### Excerpted data

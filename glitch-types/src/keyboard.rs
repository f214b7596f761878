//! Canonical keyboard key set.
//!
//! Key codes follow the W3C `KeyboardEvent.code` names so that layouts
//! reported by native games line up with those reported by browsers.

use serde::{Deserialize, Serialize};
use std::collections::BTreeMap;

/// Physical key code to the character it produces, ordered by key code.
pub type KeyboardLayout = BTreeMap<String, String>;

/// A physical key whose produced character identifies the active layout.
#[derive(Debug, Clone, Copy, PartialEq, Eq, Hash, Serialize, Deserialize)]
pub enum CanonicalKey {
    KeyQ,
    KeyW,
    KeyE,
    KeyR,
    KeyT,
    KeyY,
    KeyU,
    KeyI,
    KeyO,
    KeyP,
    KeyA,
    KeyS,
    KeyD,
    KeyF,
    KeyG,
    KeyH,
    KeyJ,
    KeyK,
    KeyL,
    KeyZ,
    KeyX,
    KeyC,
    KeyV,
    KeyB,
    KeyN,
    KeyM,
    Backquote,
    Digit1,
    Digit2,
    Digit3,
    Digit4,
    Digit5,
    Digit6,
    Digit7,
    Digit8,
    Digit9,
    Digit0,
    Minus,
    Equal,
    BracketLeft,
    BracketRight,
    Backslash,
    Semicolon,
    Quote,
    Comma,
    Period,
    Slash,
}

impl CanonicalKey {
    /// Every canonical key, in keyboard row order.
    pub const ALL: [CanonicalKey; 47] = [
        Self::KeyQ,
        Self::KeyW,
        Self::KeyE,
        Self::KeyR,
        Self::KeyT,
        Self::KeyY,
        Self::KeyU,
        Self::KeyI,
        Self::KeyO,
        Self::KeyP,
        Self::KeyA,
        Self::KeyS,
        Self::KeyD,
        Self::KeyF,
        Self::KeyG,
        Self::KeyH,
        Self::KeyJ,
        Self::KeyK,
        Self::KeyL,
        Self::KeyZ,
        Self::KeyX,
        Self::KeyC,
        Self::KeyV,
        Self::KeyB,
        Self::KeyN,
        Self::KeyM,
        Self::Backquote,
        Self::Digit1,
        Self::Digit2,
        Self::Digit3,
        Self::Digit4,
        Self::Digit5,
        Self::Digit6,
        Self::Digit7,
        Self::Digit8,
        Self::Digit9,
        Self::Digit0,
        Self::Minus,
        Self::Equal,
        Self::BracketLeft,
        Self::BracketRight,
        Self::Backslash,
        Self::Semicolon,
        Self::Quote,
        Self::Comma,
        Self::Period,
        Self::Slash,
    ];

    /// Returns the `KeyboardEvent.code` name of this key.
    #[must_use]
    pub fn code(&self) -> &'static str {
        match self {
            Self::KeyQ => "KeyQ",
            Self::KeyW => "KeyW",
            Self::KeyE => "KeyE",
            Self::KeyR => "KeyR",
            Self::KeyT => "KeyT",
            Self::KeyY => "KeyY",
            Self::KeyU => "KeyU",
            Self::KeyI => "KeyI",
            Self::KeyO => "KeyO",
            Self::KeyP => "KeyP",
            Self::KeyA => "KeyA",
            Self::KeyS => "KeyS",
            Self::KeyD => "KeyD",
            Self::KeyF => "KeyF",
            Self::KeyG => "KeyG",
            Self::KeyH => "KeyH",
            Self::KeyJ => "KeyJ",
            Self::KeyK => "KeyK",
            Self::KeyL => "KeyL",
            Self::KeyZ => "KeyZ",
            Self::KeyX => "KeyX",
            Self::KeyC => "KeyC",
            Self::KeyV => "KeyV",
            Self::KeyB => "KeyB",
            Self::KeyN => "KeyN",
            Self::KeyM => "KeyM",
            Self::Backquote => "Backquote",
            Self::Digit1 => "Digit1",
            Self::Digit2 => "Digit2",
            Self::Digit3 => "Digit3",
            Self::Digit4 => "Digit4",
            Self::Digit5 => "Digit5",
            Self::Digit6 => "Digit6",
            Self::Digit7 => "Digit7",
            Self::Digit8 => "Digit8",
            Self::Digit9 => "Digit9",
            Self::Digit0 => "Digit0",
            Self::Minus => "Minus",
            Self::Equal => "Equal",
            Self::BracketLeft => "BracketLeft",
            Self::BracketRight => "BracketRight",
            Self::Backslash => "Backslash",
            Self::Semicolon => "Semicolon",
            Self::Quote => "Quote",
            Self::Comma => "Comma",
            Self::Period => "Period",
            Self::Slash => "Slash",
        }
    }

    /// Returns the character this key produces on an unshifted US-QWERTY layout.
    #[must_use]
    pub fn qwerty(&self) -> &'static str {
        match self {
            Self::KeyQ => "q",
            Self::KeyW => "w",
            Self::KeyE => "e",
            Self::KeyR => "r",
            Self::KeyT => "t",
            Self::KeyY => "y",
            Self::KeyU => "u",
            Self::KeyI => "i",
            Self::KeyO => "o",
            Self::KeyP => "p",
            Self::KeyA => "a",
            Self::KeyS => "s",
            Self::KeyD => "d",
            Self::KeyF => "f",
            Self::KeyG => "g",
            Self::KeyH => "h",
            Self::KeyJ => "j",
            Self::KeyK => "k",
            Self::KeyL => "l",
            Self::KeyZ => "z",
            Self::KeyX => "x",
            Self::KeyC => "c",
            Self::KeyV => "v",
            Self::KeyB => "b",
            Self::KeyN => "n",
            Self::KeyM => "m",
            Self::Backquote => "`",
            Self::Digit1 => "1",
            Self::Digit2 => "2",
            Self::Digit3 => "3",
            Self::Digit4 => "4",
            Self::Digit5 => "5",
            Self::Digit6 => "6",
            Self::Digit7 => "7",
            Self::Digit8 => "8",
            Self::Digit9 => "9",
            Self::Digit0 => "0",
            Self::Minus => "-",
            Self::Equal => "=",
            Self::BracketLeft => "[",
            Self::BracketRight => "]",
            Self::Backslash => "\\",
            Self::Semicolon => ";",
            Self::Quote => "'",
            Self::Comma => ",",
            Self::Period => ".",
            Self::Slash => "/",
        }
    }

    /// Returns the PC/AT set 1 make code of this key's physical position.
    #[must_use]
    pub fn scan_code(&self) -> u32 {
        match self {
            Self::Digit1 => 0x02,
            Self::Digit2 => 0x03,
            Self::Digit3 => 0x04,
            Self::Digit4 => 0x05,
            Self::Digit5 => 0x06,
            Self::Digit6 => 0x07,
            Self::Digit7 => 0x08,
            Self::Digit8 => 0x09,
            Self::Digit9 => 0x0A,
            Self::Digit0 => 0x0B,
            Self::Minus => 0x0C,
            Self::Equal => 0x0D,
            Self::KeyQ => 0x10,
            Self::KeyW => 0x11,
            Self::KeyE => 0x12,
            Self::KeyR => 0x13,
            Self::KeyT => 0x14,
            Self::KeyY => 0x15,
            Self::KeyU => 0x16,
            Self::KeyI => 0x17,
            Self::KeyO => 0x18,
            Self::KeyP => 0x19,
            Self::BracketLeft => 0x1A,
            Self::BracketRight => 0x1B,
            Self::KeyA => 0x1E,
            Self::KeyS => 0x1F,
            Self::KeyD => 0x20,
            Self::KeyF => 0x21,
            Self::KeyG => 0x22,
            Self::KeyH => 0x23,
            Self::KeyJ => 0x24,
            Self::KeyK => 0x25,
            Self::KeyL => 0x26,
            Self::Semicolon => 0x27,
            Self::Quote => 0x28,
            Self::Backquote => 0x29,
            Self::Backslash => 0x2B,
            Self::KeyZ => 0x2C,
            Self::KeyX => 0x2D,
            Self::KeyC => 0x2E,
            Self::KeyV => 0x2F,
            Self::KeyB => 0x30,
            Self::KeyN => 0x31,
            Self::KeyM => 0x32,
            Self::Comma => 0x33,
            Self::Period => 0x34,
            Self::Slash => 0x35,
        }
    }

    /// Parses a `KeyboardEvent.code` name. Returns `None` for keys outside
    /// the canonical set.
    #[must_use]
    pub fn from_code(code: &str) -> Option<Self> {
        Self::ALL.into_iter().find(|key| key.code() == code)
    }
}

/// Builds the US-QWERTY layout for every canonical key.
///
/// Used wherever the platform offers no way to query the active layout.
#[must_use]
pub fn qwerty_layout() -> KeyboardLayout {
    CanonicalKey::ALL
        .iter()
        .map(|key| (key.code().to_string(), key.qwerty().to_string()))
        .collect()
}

######
### Excerpted data

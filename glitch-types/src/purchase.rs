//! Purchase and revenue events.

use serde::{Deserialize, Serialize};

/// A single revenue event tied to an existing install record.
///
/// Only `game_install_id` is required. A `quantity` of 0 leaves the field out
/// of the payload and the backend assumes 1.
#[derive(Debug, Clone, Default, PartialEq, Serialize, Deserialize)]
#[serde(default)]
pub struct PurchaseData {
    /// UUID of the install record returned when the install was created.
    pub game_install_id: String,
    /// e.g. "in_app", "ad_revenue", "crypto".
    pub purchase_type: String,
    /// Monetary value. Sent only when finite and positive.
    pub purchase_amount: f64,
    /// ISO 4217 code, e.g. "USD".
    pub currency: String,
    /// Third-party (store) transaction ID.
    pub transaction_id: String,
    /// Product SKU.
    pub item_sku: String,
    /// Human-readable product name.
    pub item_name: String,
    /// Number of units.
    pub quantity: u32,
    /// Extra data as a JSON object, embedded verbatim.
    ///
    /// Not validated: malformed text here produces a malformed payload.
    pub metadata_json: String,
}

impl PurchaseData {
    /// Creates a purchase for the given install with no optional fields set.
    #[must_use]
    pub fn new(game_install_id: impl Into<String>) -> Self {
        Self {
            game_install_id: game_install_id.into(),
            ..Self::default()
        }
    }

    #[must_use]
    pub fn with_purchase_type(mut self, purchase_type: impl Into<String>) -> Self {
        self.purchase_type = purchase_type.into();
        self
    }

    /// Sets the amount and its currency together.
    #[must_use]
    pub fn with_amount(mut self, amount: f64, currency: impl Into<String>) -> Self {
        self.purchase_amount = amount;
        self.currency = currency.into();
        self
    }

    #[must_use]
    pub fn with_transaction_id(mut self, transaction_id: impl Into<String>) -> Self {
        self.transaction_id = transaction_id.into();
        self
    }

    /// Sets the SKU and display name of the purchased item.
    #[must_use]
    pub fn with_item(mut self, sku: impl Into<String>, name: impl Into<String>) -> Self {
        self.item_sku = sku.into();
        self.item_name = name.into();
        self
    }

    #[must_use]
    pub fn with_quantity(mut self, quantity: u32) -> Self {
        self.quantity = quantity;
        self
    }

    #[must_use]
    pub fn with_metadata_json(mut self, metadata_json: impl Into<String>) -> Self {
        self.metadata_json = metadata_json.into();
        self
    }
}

######

What you will do: Show each line in the entries that holds the string "Minus".

Output for this exercise:
    Minus,
        Self::Minus,
            Self::Minus => "Minus",
            Self::Minus => "-",
            Self::Minus => 0x0C,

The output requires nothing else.